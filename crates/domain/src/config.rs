// Copyright (C) 2026 Fred Clausen
// Use of this source code is governed by an MIT-style
// license that can be found in the LICENSE file or at
// https://opensource.org/licenses/MIT.

//! Pay period configuration and its translation from stored preferences.

use crate::dates::{day_from_date, day_serde, parse_day};
use crate::error::DomainError;
use serde::{Deserialize, Serialize};
use std::fmt;
use std::str::FromStr;
use time::{Date, Weekday};
use tracing::warn;

/// How often pay periods recur.
#[derive(Debug, Clone, Copy, PartialEq, Eq, Hash, Serialize, Deserialize)]
#[serde(rename_all = "lowercase")]
pub enum Cadence {
    /// Every 7 days.
    Weekly,
    /// Every 14 days.
    Biweekly,
    /// The 1st-15th and the 16th-end of every month.
    Semimonthly,
    /// Once a month on the anchor's day of month.
    Monthly,
}

impl Cadence {
    /// Every supported cadence, in declaration order.
    pub const ALL: [Self; 4] = [Self::Weekly, Self::Biweekly, Self::Semimonthly, Self::Monthly];

    /// Number of pay periods a year holds under this cadence.
    #[must_use]
    pub const fn max_periods(&self) -> u8 {
        match self {
            Self::Weekly => 52,
            Self::Biweekly => 26,
            Self::Semimonthly => 24,
            Self::Monthly => 12,
        }
    }

    /// Fixed period length in days, for the cadences that have one.
    #[must_use]
    pub const fn interval_days(&self) -> Option<i64> {
        match self {
            Self::Weekly => Some(7),
            Self::Biweekly => Some(14),
            Self::Semimonthly | Self::Monthly => None,
        }
    }

    /// The persisted name of this cadence.
    #[must_use]
    pub const fn as_str(&self) -> &'static str {
        match self {
            Self::Weekly => "weekly",
            Self::Biweekly => "biweekly",
            Self::Semimonthly => "semimonthly",
            Self::Monthly => "monthly",
        }
    }
}

impl fmt::Display for Cadence {
    fn fmt(&self, f: &mut fmt::Formatter<'_>) -> fmt::Result {
        f.write_str(self.as_str())
    }
}

impl FromStr for Cadence {
    type Err = DomainError;

    fn from_str(s: &str) -> Result<Self, Self::Err> {
        let normalized: String = s.trim().to_ascii_lowercase();
        Self::ALL
            .into_iter()
            .find(|cadence| cadence.as_str() == normalized)
            .ok_or_else(|| DomainError::InvalidCadence(s.to_string()))
    }
}

/// The active pay period configuration.
///
/// Replaced wholesale whenever the user edits pay period settings.
#[derive(Debug, Clone, PartialEq, Eq, Serialize, Deserialize)]
#[serde(rename_all = "camelCase")]
pub struct PeriodConfig {
    /// Whether pay period identifiers may be used at all.
    pub enabled: bool,
    /// Recurrence rule.
    pub cadence: Cadence,
    /// Any date the real pay cycle passes through.
    #[serde(with = "day_serde")]
    pub anchor_date: Date,
    /// Optional pay-day hint; projection relies on `anchor_date` alone.
    #[serde(default, skip_serializing_if = "Option::is_none")]
    pub pay_day_of_week: Option<Weekday>,
    /// Optional pay-day hint; projection relies on `anchor_date` alone.
    #[serde(default, skip_serializing_if = "Option::is_none")]
    pub pay_day_of_month: Option<u8>,
}

impl PeriodConfig {
    /// Creates an enabled configuration.
    #[must_use]
    pub const fn new(cadence: Cadence, anchor_date: Date) -> Self {
        Self {
            enabled: true,
            cadence,
            anchor_date,
            pay_day_of_week: None,
            pay_day_of_month: None,
        }
    }

    /// The explicit "pay periods off" baseline.
    #[must_use]
    pub const fn disabled(anchor_date: Date) -> Self {
        Self {
            enabled: false,
            cadence: Cadence::Monthly,
            anchor_date,
            pay_day_of_week: None,
            pay_day_of_month: None,
        }
    }

    /// Translates raw preference strings into a configuration.
    ///
    /// Never fails: malformed values are replaced with safe defaults and
    /// reported in [`ConfigLoad::corrections`]. A correction never flips the
    /// `enabled` flag of `previous`.
    ///
    /// # Arguments
    ///
    /// * `prefs` - The stored preference strings
    /// * `previous` - The configuration currently installed, if any
    /// * `today` - Replacement for an unusable anchor date
    #[must_use]
    pub fn from_preferences(
        prefs: &PreferenceStrings,
        previous: Option<&Self>,
        today: Date,
    ) -> ConfigLoad {
        let mut corrections: Vec<ConfigCorrection> = Vec::new();

        let enabled: bool = match non_empty(prefs.show_pay_periods.as_deref()) {
            None => false,
            Some(raw) => match raw.to_ascii_lowercase().as_str() {
                "true" => true,
                "false" => false,
                _ => {
                    let kept: bool = previous.is_some_and(|config| config.enabled);
                    corrections.push(ConfigCorrection::Enabled {
                        value: raw.to_string(),
                        kept,
                    });
                    kept
                }
            },
        };

        let cadence: Cadence = match non_empty(prefs.pay_period_frequency.as_deref()) {
            None if prefs.pay_period_frequency.is_none() => Cadence::Monthly,
            None => {
                corrections.push(ConfigCorrection::Cadence {
                    value: String::new(),
                });
                Cadence::Monthly
            }
            Some(raw) => raw.parse().unwrap_or_else(|_| {
                corrections.push(ConfigCorrection::Cadence {
                    value: raw.to_string(),
                });
                Cadence::Monthly
            }),
        };

        let anchor_date: Date = match non_empty(prefs.pay_period_start_date.as_deref()) {
            None => today,
            Some(raw) => parse_day(raw).unwrap_or_else(|_| {
                corrections.push(ConfigCorrection::AnchorDate {
                    value: raw.to_string(),
                    replaced_with: day_from_date(today),
                });
                today
            }),
        };

        for correction in &corrections {
            warn!(%correction, "Corrected malformed pay period preference");
        }

        ConfigLoad {
            config: Self {
                enabled,
                cadence,
                anchor_date,
                pay_day_of_week: None,
                pay_day_of_month: None,
            },
            corrections,
        }
    }
}

fn non_empty(value: Option<&str>) -> Option<&str> {
    value.map(str::trim).filter(|v| !v.is_empty())
}

/// The three flat preference strings pay period settings are stored as.
#[derive(Debug, Clone, Default, PartialEq, Eq, Serialize, Deserialize)]
#[serde(rename_all = "camelCase")]
pub struct PreferenceStrings {
    /// `"true"` or `"false"`.
    #[serde(default)]
    pub show_pay_periods: Option<String>,
    /// One of the cadence names.
    #[serde(default)]
    pub pay_period_frequency: Option<String>,
    /// `YYYY-MM-DD`.
    #[serde(default)]
    pub pay_period_start_date: Option<String>,
}

/// Result of translating preferences.
#[derive(Debug, Clone, PartialEq, Eq)]
pub struct ConfigLoad {
    /// The configuration to install.
    pub config: PeriodConfig,
    /// Every malformed value that was replaced.
    pub corrections: Vec<ConfigCorrection>,
}

impl ConfigLoad {
    /// Returns whether every preference was used as given.
    #[must_use]
    pub fn is_clean(&self) -> bool {
        self.corrections.is_empty()
    }
}

/// A malformed preference value and what was used instead.
#[derive(Debug, Clone, PartialEq, Eq, Serialize)]
#[serde(tag = "field", rename_all = "camelCase")]
pub enum ConfigCorrection {
    /// `showPayPeriods` was neither `true` nor `false`.
    Enabled {
        /// The rejected value.
        value: String,
        /// The enabled flag that was kept.
        kept: bool,
    },
    /// `payPeriodFrequency` named no known cadence; monthly was used.
    Cadence {
        /// The rejected value.
        value: String,
    },
    /// `payPeriodStartDate` was not a real `YYYY-MM-DD` day.
    AnchorDate {
        /// The rejected value.
        value: String,
        /// The date used instead.
        replaced_with: String,
    },
}

impl fmt::Display for ConfigCorrection {
    fn fmt(&self, f: &mut fmt::Formatter<'_>) -> fmt::Result {
        match self {
            Self::Enabled { value, kept } => {
                write!(f, "showPayPeriods '{value}' is not a boolean; kept {kept}")
            }
            Self::Cadence { value } => {
                write!(f, "payPeriodFrequency '{value}' is unknown; using monthly")
            }
            Self::AnchorDate {
                value,
                replaced_with,
            } => write!(
                f,
                "payPeriodStartDate '{value}' is not a valid date; using {replaced_with}"
            ),
        }
    }
}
====
**AIM OF THE TASK**: Scan the material and collect every line that contains "instead".

**ANSWER SECTION**:
/// A malformed preference value and what was used instead.
        /// The date used instead.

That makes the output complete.